- What to produce
Note how many lines in the material have "entries", and give only that figure.

= = =

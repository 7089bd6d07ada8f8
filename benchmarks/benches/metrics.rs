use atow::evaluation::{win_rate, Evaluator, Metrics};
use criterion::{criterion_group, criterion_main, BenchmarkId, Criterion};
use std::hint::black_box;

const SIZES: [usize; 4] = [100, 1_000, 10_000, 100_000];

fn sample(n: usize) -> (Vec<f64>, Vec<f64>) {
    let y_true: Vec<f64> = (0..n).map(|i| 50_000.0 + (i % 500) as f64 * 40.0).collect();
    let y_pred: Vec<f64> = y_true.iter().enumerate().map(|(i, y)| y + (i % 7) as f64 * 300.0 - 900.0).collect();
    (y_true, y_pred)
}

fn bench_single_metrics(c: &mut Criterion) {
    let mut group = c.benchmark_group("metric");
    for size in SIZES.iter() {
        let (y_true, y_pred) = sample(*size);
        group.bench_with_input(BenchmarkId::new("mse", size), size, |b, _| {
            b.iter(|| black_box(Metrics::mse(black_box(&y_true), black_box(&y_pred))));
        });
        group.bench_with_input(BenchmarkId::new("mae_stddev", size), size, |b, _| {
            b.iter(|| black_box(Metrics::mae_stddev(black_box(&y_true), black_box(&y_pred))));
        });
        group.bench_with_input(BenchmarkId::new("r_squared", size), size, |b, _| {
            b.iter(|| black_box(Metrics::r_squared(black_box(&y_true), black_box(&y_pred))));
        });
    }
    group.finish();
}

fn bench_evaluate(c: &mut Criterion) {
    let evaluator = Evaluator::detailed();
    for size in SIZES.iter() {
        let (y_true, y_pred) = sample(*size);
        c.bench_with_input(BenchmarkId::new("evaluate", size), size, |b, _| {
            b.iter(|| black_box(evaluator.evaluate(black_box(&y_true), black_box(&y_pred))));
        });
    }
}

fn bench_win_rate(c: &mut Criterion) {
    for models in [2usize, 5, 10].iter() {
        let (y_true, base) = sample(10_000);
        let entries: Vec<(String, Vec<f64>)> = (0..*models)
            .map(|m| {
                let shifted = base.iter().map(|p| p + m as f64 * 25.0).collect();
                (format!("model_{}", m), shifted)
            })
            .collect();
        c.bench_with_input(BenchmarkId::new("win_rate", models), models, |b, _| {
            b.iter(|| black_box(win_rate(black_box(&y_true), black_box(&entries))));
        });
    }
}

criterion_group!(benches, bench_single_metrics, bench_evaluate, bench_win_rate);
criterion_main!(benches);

= = =

- Written response
2